The root causes of Turkey’s current account deficit are
deep-seated and structural, necessitating an in-depth
analysis. First and foremost, many pundits agree that the
structure of foreign trade is at the root of current account
deficits in Turkey.20 Stated differently, foreign trade
deficits stand out as a major factor that feeds current
account deficits. Starting from the liberalization of the
Turkish economy after 1980, Turkey gradually integrated
with the rest of the world via foreign trade. As a result,
trade’s share in GDP increased from 15 percent to more
than 50 percent over the last 35 years. One of the major
characteristics of this period, however, was a gradually
widening gap between exports and imports. For instance,
the trade deficit in 1990 was around 9.3 billion dollars,
which reached to 84.5 billion dollars in 2014. During this
period, the export-over-import ratio remained below 65
percent, except in crisis years. The asymmetric nature of
Turkish foreign trade emerges, therefore, as the leading
factor in the negative current account balance.
Trade figures suggest that the production structure of the
Turkish economy refers to a sub-optimal balance: Turkey
exports mainly consumption goods, while importing
investment and intermediary goods. According to İnsel
and Kayıkçı, “[f ]or the last two decades, 7 percent of exports was made up by investment goods, 44 percent was
made up by intermediate goods, and 48 percent was
made up by consumption goods […In the same period]

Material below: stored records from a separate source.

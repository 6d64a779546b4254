//! Body-mass index

use super::demographics::{DemographicField, Demographics};
use crate::core::error::DomainError;

/// WHO adult BMI categories
#[derive(Debug, Clone, Copy, PartialEq, Eq)]
pub enum BmiCategory {
    Underweight,
    Normal,
    Overweight,
    Obese,
}

impl BmiCategory {
    pub fn from_value(bmi: f64) -> Self {
        if bmi < 18.5 {
            Self::Underweight
        } else if bmi < 25.0 {
            Self::Normal
        } else if bmi < 30.0 {
            Self::Overweight
        } else {
            Self::Obese
        }
    }

    pub fn as_str(&self) -> &'static str {
        match self {
            Self::Underweight => "Underweight",
            Self::Normal => "Normal",
            Self::Overweight => "Overweight",
            Self::Obese => "Obese",
        }
    }
}

/// A computed body-mass index
#[derive(Debug, Clone, Copy, PartialEq)]
pub struct Bmi {
    value: f64,
    category: BmiCategory,
}

impl Bmi {
    /// Compute from weight in kilograms and height in centimeters
    pub fn from_metric(weight_kg: f64, height_cm: f64) -> Result<Self, DomainError> {
        if !(weight_kg.is_finite() && weight_kg > 0.0) || !(height_cm.is_finite() && height_cm > 0.0)
        {
            return Err(DomainError::InvalidMeasurement(
                "Please enter valid weight and height.".to_string(),
            ));
        }

        let meters = height_cm / 100.0;
        let value = weight_kg / (meters * meters);
        Ok(Self {
            value,
            category: BmiCategory::from_value(value),
        })
    }

    /// Compute from the free-text weight and height fields
    pub fn from_demographics(demographics: &Demographics) -> Result<Self, DomainError> {
        let weight = parse_measurement(demographics, DemographicField::Weight)?;
        let height = parse_measurement(demographics, DemographicField::Height)?;
        Self::from_metric(weight, height)
    }

    pub fn value(&self) -> f64 {
        self.value
    }

    pub fn category(&self) -> BmiCategory {
        self.category
    }
}

impl std::fmt::Display for Bmi {
    fn fmt(&self, f: &mut std::fmt::Formatter<'_>) -> std::fmt::Result {
        write!(f, "BMI: {:.1} ({})", self.value, self.category.as_str())
    }
}

fn parse_measurement(demographics: &Demographics, field: DemographicField) -> Result<f64, DomainError> {
    demographics
        .get(field)
        .and_then(leading_number)
        .ok_or_else(|| {
            DomainError::InvalidMeasurement("Please enter valid weight and height.".to_string())
        })
}

/// Longest numeric prefix of `text`, so "70kg" reads as 70 and "kg70" as nothing
fn leading_number(text: &str) -> Option<f64> {
    let text = text.trim_start();
    let numeric_len = text
        .find(|c: char| !(c.is_ascii_digit() || matches!(c, '+' | '-' | '.' | 'e' | 'E')))
        .unwrap_or(text.len());
    (1..=numeric_len)
        .rev()
        .find_map(|end| text[..end].parse::<f64>().ok())
}

#[cfg(test)]
mod tests {
    use super::*;

    #[test]
    fn test_normal_bmi() {
        let bmi = Bmi::from_metric(70.0, 175.0).unwrap();
        assert_eq!(format!("{:.1}", bmi.value()), "22.9");
        assert_eq!(bmi.category(), BmiCategory::Normal);
        assert_eq!(bmi.to_string(), "BMI: 22.9 (Normal)");
    }

    #[test]
    fn test_category_boundaries() {
        assert_eq!(BmiCategory::from_value(18.4), BmiCategory::Underweight);
        assert_eq!(BmiCategory::from_value(18.5), BmiCategory::Normal);
        assert_eq!(BmiCategory::from_value(25.0), BmiCategory::Overweight);
        assert_eq!(BmiCategory::from_value(30.0), BmiCategory::Obese);
    }

    #[test]
    fn test_rejects_non_positive() {
        assert!(Bmi::from_metric(70.0, 0.0).is_err());
        assert!(Bmi::from_metric(-1.0, 170.0).is_err());
        assert!(Bmi::from_metric(f64::NAN, 170.0).is_err());
    }

    #[test]
    fn test_from_demographics() {
        let demo = Demographics::new()
            .with(DemographicField::Weight, "95")
            .with(DemographicField::Height, "170");
        let bmi = Bmi::from_demographics(&demo).unwrap();
        assert_eq!(bmi.category(), BmiCategory::Obese);
    }

    #[test]
    fn test_from_demographics_requires_numbers() {
        let demo = Demographics::new()
            .with(DemographicField::Weight, "heavy")
            .with(DemographicField::Height, "170");
        assert!(matches!(
            Bmi::from_demographics(&demo),
            Err(DomainError::InvalidMeasurement(_))
        ));
        assert!(Bmi::from_demographics(&Demographics::new()).is_err());
    }

    #[test]
    fn test_measurement_units_after_number_are_ignored() {
        let demo = Demographics::new()
            .with(DemographicField::Weight, "70kg")
            .with(DemographicField::Height, "175 cm");
        let bmi = Bmi::from_demographics(&demo).unwrap();
        assert_eq!(format!("{:.1}", bmi.value()), "22.9");
    }

    #[test]
    fn test_leading_number() {
        assert_eq!(leading_number("70kg"), Some(70.0));
        assert_eq!(leading_number("  72.5 kg"), Some(72.5));
        assert_eq!(leading_number("1.8e2cm"), Some(180.0));
        assert_eq!(leading_number("3e"), Some(3.0));
        assert_eq!(leading_number("kg70"), None);
        assert_eq!(leading_number("-"), None);
    }
}
//! Raw TOML configuration data types
//!
//! These structs represent the exact structure of the TOML config file.
//! They are deserialized directly and converted into
//! [`ControllerConfig`] for the application layer.

mod api;
mod search;
mod ui;

pub use api::{DEFAULT_BASE_URL, FileApiConfig};
pub use search::FileSearchConfig;
pub use ui::FileUiConfig;

use serde::{Deserialize, Serialize};
use std::time::Duration;
use symptom_application::ControllerConfig;
use thiserror::Error;

/// Configuration validation errors
#[derive(Debug, Error, PartialEq, Eq)]
pub enum ConfigValidationError {
    #[error("{field} cannot be 0")]
    InvalidTimeout { field: &'static str },

    #[error("api.base_url cannot be empty")]
    EmptyBaseUrl,

    #[error("api.base_url must start with http:// or https:// (got '{0}')")]
    InvalidBaseUrl(String),
}

/// Complete file configuration (raw TOML structure)
#[derive(Debug, Clone, Default, PartialEq, Serialize, Deserialize)]
#[serde(default)]
pub struct FileConfig {
    /// Backend location and timeouts
    pub api: FileApiConfig,
    /// Autocomplete settings
    pub search: FileSearchConfig,
    /// Terminal output settings
    pub ui: FileUiConfig,
}

impl FileConfig {
    /// Validate the configuration, stopping at the first problem.
    pub fn validate(&self) -> Result<(), ConfigValidationError> {
        let base_url = self.api.base_url.trim();
        if base_url.is_empty() {
            return Err(ConfigValidationError::EmptyBaseUrl);
        }
        if !(base_url.starts_with("http://") || base_url.starts_with("https://")) {
            return Err(ConfigValidationError::InvalidBaseUrl(base_url.to_string()));
        }
        if self.api.suggest_timeout_secs == 0 {
            return Err(ConfigValidationError::InvalidTimeout {
                field: "api.suggest_timeout_secs",
            });
        }
        if self.api.predict_timeout_secs == 0 {
            return Err(ConfigValidationError::InvalidTimeout {
                field: "api.predict_timeout_secs",
            });
        }
        Ok(())
    }

    /// Runtime settings for the controller
    pub fn to_controller_config(&self) -> ControllerConfig {
        ControllerConfig::default()
            .with_suggest_timeout(Some(Duration::from_secs(self.api.suggest_timeout_secs)))
            .with_predict_timeout(Some(Duration::from_secs(self.api.predict_timeout_secs)))
            .with_debounce(Duration::from_millis(self.search.debounce_ms))
            .with_cancel_superseded(self.search.cancel_superseded)
            .with_error_dismiss_after(Duration::from_secs(self.ui.error_dismiss_secs))
    }
}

19 percent of imports was made up by investment goods,
70 percent was made up by intermediate goods, and 10
percent was made up by consumption goods.”21 Thus the
structure of Turkish foreign trade leads to a vicious cycle
since Turkey’s exports are heavily dependent on imported
intermediate goods.22 In other words, imports move
closely with overall economic performance due to high
intensity of imported items in the production and export
processes, which in turn pave the way for the perpetuation
of trade and current account deficits. According to a
study conducted by the Central Bank of Turkey, which
surveyed 145 major manufacturing companies, imports
in total inputs account for 87 percent in petrochemicals,
83.4 percent in electronics, 83 percent in transportation
vehicles, more than 80 percent in electronics and metals,
and 59 percent in the automotive sectors.23
The inadequate export performance is closely related
to the technological composition of manufactured
exports. In order to break up Turkey’s export dependence
on imported goods, a structural change is necessary.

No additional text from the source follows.